What you are asked to do: Each line that contains "failed" needs to be copied from the listing.

Data for processing:
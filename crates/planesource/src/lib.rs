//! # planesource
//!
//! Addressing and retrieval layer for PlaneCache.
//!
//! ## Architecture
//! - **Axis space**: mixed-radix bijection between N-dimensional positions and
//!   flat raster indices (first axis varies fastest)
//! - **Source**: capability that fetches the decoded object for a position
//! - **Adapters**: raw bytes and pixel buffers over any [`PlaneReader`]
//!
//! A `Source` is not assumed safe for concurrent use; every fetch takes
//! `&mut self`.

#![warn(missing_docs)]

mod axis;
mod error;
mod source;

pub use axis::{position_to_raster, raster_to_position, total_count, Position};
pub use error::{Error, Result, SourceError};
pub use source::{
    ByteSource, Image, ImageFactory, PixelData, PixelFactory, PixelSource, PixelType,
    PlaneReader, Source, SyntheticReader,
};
...
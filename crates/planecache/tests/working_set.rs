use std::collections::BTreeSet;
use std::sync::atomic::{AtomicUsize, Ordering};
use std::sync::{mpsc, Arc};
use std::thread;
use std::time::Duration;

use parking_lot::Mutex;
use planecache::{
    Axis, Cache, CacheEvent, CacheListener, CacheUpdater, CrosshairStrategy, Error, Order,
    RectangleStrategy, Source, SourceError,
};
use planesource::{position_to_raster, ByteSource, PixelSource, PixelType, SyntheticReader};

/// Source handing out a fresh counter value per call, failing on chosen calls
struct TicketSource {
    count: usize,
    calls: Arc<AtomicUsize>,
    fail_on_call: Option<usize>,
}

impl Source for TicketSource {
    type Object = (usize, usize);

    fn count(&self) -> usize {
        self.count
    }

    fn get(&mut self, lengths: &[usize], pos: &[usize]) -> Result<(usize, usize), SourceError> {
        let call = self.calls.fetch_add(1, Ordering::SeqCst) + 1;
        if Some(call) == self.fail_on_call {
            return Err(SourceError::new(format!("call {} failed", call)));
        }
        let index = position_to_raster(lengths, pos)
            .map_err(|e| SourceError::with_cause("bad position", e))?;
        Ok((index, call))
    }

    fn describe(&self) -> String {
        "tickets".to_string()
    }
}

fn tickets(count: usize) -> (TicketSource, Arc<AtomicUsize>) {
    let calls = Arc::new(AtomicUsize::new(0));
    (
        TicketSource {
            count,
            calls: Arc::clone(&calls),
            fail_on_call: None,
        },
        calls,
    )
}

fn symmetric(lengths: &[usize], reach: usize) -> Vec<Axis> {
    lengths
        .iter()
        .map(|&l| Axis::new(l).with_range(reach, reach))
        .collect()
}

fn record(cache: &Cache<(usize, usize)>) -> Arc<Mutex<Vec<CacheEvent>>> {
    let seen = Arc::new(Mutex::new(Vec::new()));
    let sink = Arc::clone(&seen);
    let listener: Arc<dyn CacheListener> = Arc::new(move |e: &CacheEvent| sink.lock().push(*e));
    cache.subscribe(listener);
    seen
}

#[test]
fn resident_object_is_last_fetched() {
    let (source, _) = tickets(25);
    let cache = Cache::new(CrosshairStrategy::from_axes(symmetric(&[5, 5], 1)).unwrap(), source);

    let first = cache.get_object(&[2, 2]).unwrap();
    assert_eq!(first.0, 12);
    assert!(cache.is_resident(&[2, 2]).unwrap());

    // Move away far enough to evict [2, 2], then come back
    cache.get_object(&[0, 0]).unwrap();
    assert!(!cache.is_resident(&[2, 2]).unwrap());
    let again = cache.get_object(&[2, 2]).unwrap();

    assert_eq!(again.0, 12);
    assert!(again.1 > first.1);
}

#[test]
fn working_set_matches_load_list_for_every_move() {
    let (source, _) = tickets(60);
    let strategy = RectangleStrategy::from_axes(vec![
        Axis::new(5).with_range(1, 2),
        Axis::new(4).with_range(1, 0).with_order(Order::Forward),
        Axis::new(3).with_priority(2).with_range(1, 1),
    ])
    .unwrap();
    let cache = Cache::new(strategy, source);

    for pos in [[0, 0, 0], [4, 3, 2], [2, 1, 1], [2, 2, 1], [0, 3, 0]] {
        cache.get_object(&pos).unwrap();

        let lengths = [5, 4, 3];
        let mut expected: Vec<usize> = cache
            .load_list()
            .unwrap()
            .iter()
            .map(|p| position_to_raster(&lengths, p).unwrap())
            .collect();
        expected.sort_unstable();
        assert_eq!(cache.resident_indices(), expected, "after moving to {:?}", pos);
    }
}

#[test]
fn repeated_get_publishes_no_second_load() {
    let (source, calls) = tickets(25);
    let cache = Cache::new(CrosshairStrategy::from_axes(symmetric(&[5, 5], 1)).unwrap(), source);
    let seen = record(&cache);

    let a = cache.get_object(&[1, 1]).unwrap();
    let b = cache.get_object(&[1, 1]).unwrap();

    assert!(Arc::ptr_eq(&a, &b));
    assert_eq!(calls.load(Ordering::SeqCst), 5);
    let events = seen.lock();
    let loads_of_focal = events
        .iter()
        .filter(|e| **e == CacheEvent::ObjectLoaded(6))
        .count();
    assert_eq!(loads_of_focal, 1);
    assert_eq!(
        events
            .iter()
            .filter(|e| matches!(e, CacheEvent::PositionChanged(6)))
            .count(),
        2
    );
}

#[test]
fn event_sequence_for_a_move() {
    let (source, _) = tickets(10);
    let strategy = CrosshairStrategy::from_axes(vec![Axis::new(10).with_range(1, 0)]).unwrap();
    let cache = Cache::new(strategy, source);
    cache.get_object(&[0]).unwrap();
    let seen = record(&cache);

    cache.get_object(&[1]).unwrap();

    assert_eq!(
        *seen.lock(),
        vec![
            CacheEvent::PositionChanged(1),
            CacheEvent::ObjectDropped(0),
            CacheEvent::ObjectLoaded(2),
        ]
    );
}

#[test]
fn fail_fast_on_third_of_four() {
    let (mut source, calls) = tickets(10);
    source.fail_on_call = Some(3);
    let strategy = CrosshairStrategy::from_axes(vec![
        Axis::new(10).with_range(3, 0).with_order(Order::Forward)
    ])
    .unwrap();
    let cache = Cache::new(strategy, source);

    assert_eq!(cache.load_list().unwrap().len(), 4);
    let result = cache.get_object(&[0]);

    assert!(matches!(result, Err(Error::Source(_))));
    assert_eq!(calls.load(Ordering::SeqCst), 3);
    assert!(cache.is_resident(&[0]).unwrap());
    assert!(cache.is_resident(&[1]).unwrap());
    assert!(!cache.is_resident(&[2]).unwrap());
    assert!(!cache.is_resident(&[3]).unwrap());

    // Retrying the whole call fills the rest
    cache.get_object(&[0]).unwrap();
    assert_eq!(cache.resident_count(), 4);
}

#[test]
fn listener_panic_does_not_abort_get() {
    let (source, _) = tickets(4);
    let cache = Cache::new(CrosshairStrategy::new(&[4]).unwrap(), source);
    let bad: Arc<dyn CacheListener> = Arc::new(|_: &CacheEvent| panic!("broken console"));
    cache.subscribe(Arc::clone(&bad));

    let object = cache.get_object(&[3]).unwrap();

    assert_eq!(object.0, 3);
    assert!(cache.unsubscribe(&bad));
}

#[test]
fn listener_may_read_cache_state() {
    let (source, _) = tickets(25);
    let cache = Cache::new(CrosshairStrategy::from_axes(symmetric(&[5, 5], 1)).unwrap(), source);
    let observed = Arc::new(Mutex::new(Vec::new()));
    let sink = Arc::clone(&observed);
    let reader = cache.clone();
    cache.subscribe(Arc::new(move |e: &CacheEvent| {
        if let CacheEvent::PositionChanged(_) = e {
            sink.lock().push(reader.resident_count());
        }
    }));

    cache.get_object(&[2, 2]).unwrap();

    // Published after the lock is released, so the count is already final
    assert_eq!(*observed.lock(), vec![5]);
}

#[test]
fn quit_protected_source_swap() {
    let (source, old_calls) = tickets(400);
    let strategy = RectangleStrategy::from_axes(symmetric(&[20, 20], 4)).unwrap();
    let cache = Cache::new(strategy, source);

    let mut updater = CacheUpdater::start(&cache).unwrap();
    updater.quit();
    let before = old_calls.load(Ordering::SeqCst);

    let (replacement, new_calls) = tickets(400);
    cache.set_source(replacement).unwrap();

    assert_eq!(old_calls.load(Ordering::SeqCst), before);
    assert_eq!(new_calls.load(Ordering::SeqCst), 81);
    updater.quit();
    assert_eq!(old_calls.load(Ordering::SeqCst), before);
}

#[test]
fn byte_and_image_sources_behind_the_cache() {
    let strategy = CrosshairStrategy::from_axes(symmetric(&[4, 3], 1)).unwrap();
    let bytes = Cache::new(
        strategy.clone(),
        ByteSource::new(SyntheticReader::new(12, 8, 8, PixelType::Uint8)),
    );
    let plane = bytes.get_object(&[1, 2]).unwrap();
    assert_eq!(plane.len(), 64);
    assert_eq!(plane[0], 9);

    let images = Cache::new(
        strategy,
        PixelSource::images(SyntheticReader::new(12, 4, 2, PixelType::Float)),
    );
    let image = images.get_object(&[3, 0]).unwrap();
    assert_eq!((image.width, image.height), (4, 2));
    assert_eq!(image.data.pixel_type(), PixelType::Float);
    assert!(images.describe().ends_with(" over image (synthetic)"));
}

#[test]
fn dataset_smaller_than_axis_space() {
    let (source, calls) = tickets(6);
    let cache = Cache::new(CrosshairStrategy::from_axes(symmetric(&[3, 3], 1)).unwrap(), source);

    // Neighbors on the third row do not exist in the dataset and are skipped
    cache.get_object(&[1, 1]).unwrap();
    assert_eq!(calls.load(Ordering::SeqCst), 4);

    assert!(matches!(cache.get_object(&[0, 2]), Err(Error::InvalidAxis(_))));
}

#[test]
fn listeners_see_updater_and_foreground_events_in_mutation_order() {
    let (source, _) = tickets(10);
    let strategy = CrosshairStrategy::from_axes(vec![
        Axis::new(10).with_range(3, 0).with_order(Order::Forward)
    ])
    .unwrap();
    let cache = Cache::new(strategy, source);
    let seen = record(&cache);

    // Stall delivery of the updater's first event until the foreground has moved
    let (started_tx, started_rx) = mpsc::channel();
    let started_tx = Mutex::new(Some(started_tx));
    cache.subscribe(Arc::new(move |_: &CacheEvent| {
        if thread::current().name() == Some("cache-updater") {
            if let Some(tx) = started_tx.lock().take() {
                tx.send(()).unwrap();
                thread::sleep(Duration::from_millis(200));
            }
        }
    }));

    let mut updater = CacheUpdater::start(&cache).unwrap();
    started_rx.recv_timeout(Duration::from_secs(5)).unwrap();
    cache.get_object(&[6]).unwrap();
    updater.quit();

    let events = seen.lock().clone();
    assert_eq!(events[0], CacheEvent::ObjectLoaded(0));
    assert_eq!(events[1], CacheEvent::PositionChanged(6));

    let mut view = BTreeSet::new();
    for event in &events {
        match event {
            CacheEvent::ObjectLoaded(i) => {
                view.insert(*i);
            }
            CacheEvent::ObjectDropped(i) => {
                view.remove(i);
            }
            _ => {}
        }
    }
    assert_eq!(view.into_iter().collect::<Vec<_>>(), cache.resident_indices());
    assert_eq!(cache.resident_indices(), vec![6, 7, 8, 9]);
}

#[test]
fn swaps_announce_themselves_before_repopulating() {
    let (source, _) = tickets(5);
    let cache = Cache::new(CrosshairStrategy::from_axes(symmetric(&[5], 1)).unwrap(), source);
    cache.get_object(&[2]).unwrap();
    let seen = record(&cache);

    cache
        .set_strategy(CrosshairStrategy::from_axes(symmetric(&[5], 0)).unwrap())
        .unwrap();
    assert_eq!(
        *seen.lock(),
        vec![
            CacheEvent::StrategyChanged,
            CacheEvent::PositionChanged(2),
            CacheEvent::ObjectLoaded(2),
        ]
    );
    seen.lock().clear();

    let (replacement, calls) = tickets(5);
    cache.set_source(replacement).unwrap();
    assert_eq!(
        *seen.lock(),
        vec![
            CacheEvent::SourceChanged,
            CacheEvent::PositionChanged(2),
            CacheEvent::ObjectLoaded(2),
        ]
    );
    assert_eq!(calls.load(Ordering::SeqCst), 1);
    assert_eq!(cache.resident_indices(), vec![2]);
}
...
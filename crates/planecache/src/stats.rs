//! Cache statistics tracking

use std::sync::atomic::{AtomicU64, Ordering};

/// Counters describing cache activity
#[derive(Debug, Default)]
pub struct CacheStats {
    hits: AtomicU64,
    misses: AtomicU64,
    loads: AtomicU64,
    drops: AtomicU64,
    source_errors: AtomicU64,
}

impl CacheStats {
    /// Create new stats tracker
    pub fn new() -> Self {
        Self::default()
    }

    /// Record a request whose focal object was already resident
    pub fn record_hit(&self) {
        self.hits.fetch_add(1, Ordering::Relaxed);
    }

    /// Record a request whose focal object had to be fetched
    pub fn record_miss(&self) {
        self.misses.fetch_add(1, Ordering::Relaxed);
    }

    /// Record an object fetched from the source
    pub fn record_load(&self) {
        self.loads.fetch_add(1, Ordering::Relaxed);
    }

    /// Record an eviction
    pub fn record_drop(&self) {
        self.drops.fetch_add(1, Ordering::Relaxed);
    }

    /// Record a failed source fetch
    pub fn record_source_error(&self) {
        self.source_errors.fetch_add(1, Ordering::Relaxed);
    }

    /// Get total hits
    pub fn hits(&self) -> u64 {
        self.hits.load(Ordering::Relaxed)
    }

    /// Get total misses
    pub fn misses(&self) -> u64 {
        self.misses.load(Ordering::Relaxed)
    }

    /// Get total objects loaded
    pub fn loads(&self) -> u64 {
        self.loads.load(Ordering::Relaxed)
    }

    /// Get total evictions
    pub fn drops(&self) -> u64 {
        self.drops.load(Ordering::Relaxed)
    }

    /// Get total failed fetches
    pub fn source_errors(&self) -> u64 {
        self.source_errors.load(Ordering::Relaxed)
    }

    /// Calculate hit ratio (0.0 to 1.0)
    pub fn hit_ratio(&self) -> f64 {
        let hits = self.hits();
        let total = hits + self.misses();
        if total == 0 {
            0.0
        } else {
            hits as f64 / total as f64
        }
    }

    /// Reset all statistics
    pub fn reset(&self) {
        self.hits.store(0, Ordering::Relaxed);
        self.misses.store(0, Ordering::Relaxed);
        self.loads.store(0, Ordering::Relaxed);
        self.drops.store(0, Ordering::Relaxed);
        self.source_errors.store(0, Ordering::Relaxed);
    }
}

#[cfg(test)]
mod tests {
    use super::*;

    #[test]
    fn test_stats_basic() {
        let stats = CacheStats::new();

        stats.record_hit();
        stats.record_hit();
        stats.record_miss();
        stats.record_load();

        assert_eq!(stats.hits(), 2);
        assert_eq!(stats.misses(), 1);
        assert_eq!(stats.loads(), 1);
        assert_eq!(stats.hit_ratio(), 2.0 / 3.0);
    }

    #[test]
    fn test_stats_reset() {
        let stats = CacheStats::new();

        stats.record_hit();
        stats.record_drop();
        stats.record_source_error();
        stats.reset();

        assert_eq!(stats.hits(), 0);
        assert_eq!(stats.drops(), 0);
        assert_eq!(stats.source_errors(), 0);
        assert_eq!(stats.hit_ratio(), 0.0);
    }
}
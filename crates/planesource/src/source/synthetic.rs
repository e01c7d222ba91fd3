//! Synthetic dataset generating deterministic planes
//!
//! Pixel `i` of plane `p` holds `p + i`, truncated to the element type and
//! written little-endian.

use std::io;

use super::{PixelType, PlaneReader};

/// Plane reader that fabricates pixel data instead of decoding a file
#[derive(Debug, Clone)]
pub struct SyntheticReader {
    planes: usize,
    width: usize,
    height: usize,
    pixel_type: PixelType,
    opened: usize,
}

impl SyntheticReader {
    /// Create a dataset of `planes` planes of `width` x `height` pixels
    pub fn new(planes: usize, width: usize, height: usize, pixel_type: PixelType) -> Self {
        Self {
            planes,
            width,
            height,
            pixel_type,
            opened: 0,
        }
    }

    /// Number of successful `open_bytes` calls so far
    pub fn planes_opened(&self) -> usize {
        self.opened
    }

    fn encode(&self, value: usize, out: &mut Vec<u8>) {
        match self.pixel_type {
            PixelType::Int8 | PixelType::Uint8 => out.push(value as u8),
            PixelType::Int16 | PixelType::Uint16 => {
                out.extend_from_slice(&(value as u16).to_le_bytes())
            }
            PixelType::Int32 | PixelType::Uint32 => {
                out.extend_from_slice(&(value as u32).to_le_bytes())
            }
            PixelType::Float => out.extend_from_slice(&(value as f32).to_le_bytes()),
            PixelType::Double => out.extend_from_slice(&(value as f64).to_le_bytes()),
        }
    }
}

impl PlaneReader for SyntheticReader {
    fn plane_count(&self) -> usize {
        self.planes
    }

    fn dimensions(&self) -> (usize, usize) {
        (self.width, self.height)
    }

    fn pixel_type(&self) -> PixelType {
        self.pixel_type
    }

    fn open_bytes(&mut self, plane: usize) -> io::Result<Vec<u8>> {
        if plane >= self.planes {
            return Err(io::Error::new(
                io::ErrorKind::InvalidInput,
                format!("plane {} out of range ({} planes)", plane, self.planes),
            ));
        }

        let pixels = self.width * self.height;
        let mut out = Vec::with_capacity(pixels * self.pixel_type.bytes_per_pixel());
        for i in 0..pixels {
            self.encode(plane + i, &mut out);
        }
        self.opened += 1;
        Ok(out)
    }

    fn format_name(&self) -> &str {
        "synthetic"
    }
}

Solved problem:
            return Err(SourceError::new(format!("call {} failed", call)));
    /// Record a failed source fetch
    /// Get total failed fetches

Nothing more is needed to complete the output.